■ **Your goal**
Report all lines below with the word "Opens".

■ **Provided data**
::::
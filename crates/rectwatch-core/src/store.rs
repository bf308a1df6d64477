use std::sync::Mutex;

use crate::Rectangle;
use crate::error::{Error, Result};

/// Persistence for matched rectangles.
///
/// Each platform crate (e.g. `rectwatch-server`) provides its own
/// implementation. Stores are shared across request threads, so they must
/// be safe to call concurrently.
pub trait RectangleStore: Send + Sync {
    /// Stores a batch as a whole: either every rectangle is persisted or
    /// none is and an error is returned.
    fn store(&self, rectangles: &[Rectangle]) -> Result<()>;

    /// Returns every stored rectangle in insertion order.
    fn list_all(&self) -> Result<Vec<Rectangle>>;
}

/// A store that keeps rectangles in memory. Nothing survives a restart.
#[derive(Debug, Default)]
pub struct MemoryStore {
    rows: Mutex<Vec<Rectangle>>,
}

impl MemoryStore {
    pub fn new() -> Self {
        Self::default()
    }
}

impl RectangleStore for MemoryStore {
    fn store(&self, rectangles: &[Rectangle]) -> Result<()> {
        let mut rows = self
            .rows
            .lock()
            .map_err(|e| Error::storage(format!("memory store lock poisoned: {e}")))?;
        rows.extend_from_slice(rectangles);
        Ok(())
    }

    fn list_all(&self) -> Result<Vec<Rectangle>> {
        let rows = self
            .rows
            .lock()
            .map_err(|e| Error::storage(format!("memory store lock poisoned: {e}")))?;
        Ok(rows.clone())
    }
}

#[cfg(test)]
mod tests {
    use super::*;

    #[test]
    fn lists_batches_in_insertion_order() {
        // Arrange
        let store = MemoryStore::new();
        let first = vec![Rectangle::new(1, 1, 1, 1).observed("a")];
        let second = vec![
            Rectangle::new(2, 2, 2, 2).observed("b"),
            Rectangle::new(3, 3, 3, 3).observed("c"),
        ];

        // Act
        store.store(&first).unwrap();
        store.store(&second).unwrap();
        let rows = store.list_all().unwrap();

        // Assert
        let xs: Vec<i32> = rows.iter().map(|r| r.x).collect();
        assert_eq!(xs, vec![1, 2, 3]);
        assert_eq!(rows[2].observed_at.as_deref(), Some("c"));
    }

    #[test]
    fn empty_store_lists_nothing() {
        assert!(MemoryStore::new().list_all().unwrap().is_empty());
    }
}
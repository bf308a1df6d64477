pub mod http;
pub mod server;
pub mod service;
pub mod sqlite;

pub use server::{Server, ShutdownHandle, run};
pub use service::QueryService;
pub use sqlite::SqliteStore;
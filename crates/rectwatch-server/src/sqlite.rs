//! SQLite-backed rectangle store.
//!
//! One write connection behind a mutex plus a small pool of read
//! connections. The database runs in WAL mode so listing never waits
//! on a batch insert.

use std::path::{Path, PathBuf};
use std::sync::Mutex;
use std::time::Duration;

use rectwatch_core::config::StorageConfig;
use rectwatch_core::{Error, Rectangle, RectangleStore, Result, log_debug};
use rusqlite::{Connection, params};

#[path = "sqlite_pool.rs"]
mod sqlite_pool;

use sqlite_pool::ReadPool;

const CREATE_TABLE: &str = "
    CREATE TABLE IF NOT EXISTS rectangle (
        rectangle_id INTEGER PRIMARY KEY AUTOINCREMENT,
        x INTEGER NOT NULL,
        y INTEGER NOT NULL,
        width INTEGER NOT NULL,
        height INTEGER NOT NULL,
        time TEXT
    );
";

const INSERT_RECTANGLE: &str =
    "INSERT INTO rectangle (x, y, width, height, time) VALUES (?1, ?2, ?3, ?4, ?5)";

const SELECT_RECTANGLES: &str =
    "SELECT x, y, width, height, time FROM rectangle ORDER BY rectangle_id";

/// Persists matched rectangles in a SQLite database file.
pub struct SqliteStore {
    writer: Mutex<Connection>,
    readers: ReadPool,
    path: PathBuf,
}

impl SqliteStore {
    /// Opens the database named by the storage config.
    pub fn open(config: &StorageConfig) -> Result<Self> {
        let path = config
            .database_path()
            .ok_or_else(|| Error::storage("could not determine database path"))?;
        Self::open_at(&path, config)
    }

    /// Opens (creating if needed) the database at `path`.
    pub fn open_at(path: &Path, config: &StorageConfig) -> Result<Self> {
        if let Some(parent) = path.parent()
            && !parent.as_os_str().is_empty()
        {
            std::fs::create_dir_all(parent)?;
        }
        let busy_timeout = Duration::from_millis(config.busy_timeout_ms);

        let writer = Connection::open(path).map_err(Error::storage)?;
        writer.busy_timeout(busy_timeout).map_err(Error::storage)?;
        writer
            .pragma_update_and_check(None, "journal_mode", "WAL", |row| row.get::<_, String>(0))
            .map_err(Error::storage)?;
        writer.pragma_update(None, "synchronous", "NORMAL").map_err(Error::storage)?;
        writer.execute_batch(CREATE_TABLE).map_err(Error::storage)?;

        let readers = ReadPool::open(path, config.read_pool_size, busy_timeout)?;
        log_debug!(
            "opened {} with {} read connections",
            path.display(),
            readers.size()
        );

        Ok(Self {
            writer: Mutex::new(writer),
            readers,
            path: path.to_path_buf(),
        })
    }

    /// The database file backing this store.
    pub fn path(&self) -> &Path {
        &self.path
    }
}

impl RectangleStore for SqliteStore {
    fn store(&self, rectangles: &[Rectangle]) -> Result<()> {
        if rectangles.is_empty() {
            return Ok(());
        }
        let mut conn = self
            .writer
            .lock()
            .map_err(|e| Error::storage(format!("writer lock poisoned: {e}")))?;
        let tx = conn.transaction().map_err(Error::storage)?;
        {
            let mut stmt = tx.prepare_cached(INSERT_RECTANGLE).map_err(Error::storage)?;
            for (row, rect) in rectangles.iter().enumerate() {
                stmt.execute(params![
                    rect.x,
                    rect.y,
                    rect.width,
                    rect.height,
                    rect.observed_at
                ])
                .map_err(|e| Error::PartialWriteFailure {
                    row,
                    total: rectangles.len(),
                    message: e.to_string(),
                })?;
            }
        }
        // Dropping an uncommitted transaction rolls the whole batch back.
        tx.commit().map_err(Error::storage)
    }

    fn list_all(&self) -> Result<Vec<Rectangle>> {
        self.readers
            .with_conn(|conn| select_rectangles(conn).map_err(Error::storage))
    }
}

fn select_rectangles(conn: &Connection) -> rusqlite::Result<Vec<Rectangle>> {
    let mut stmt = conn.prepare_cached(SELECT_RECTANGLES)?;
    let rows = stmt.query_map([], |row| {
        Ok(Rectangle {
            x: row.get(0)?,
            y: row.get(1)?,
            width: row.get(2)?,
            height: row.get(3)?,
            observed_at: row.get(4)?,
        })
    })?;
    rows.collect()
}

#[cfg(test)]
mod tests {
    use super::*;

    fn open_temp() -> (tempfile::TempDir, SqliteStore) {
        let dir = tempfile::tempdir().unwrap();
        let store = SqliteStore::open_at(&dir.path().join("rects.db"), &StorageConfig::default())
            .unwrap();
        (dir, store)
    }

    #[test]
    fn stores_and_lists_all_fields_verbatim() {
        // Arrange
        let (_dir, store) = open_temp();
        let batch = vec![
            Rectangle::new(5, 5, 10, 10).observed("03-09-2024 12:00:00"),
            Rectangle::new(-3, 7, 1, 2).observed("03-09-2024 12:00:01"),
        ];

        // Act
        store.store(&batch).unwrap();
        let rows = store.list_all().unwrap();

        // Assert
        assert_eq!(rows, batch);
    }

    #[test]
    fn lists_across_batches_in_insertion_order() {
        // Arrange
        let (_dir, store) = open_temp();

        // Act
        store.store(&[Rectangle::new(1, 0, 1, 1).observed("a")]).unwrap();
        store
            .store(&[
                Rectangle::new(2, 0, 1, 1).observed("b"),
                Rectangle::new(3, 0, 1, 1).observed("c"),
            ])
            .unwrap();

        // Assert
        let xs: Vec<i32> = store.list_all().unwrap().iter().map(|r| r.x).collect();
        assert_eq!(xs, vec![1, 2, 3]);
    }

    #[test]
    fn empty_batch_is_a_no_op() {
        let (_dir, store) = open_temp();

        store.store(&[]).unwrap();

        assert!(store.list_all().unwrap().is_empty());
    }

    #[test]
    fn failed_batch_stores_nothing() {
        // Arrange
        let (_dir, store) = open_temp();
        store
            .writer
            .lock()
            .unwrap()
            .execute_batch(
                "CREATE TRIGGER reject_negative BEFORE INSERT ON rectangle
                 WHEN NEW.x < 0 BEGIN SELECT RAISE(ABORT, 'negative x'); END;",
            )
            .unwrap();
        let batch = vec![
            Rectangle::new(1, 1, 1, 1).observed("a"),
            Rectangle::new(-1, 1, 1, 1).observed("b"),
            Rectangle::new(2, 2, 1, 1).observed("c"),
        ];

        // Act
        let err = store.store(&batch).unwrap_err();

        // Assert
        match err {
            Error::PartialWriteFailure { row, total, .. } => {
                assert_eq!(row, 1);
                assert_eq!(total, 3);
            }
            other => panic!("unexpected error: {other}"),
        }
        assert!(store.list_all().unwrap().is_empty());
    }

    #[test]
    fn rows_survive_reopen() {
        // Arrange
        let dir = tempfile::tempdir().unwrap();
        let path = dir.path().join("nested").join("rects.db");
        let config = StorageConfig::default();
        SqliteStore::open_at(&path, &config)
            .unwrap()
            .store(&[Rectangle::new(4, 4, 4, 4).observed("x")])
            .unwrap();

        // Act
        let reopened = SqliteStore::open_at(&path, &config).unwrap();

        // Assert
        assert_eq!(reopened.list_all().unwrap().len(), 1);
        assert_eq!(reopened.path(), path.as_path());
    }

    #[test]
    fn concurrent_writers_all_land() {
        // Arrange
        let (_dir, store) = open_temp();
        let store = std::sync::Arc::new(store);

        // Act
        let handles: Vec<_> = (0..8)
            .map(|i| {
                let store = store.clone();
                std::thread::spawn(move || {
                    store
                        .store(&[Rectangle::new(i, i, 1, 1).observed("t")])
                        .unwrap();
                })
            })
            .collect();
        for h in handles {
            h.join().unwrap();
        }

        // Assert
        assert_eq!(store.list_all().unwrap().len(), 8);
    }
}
::::
■ **Response below**
    /// Opens the database named by the storage config.
    /// Opens (creating if needed) the database at `path`.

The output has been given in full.